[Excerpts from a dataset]
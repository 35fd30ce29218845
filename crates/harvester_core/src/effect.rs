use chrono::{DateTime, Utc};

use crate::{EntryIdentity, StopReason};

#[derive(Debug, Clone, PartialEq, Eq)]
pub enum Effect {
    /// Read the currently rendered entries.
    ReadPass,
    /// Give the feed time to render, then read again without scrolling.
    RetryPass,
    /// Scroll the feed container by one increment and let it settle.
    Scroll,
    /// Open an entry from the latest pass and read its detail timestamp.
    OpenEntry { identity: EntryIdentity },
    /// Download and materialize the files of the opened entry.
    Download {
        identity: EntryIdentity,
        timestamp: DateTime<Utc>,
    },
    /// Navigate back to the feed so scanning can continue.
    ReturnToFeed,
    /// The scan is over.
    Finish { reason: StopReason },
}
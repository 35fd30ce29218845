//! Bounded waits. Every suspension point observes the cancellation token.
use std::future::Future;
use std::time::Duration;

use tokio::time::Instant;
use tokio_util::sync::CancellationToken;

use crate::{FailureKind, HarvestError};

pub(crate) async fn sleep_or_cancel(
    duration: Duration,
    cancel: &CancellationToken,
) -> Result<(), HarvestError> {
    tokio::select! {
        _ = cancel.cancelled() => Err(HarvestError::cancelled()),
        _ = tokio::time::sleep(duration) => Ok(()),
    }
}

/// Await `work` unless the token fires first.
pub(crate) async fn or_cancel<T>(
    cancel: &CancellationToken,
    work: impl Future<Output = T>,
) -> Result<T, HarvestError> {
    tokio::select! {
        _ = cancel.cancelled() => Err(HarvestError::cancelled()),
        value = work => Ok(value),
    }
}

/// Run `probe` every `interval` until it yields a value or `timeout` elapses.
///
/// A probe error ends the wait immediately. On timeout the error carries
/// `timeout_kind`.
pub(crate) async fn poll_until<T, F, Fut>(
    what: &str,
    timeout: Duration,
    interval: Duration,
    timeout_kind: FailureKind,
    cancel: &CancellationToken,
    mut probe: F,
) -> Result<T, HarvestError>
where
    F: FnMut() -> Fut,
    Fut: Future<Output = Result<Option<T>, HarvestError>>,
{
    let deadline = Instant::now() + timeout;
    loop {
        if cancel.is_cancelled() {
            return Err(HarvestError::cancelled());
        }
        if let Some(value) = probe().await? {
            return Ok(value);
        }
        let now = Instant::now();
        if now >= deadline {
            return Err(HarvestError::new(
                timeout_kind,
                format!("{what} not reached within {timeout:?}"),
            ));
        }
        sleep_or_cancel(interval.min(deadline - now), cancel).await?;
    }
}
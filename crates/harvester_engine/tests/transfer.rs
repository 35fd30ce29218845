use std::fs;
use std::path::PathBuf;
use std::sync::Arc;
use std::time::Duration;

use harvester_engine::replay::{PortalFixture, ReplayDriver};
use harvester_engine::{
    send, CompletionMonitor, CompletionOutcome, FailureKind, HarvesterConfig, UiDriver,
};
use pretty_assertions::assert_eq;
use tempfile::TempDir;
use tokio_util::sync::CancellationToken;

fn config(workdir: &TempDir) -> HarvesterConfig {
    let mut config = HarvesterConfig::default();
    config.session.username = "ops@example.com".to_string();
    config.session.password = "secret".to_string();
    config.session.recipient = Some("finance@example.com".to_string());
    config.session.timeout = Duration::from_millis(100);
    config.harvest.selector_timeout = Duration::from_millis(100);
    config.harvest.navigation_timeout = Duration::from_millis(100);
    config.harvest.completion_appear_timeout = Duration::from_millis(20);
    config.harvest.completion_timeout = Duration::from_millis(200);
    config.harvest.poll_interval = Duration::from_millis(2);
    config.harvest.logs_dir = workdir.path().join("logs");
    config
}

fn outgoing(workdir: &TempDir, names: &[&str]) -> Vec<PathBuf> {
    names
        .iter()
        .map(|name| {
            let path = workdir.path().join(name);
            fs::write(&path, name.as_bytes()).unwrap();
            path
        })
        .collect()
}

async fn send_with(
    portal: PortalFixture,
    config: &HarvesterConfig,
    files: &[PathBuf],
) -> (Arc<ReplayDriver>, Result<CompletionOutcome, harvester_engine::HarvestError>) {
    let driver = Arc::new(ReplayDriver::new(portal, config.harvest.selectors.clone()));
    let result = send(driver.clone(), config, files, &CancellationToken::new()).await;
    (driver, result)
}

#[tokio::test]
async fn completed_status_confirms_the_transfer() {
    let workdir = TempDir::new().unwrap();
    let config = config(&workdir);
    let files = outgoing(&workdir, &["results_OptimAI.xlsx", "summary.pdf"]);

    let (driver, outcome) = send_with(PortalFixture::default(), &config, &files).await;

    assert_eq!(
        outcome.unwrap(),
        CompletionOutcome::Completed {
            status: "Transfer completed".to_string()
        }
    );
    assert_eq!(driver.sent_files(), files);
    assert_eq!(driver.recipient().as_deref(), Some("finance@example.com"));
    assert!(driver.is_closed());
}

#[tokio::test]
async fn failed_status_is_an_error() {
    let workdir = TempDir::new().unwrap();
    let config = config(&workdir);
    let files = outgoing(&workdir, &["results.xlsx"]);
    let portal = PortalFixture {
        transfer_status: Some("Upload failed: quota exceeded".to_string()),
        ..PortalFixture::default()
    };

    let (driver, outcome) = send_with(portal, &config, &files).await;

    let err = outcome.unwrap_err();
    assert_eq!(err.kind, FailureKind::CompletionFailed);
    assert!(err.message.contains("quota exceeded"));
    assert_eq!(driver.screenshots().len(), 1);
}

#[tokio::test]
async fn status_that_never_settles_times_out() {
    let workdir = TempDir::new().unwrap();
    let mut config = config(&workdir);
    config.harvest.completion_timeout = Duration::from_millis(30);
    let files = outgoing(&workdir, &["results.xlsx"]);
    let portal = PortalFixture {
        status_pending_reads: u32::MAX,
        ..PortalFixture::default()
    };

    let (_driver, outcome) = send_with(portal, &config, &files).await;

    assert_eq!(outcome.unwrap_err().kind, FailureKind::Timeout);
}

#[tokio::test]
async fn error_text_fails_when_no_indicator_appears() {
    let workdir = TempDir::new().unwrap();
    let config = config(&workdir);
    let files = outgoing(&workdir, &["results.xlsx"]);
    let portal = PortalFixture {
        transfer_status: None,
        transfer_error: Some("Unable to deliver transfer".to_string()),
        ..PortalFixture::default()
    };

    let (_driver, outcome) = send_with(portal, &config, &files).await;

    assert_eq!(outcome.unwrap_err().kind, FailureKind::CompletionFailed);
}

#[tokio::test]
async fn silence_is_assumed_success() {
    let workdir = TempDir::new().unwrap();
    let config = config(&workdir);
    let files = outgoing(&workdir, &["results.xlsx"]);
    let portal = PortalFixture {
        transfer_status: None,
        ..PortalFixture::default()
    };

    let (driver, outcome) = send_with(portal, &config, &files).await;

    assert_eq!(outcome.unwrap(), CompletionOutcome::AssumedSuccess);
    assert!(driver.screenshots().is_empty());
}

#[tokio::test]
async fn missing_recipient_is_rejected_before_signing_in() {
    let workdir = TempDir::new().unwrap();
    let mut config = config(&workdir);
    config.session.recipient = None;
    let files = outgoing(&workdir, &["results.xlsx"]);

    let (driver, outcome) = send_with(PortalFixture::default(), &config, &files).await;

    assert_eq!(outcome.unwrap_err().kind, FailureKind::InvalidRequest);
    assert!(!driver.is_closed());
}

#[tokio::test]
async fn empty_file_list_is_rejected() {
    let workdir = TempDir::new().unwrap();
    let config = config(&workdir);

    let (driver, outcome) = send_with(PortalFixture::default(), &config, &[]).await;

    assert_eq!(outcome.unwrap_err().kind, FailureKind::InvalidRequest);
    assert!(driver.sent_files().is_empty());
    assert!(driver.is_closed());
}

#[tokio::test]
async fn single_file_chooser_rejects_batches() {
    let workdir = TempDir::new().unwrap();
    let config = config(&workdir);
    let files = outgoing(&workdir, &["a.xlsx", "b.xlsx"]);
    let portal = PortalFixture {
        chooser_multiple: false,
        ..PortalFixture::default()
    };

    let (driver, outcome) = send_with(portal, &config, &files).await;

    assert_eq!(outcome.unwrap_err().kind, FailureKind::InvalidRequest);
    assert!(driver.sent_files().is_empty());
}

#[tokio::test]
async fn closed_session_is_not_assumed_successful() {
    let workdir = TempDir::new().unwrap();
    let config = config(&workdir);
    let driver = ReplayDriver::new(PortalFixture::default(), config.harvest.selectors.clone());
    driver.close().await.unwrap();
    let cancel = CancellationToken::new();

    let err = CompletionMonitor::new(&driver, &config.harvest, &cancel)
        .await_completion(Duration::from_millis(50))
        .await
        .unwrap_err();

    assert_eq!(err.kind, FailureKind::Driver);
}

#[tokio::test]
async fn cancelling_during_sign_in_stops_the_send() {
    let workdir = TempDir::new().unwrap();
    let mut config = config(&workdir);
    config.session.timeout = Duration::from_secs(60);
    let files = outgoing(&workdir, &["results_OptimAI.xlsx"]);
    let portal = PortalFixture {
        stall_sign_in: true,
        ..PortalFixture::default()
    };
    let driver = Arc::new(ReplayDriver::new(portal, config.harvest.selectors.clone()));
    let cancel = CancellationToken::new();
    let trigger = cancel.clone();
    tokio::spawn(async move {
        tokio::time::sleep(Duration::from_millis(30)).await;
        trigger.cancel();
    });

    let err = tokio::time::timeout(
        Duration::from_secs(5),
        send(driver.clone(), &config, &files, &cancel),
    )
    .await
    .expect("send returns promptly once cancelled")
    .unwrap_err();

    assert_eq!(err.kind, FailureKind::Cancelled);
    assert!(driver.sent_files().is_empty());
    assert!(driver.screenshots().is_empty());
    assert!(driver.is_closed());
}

#### TASK ITEM:
Only lines with the word "trigger" are needed. Copy them from the preceding records.

#### YOUR RESPONSE:
    let trigger = cancel.clone();
        trigger.cancel();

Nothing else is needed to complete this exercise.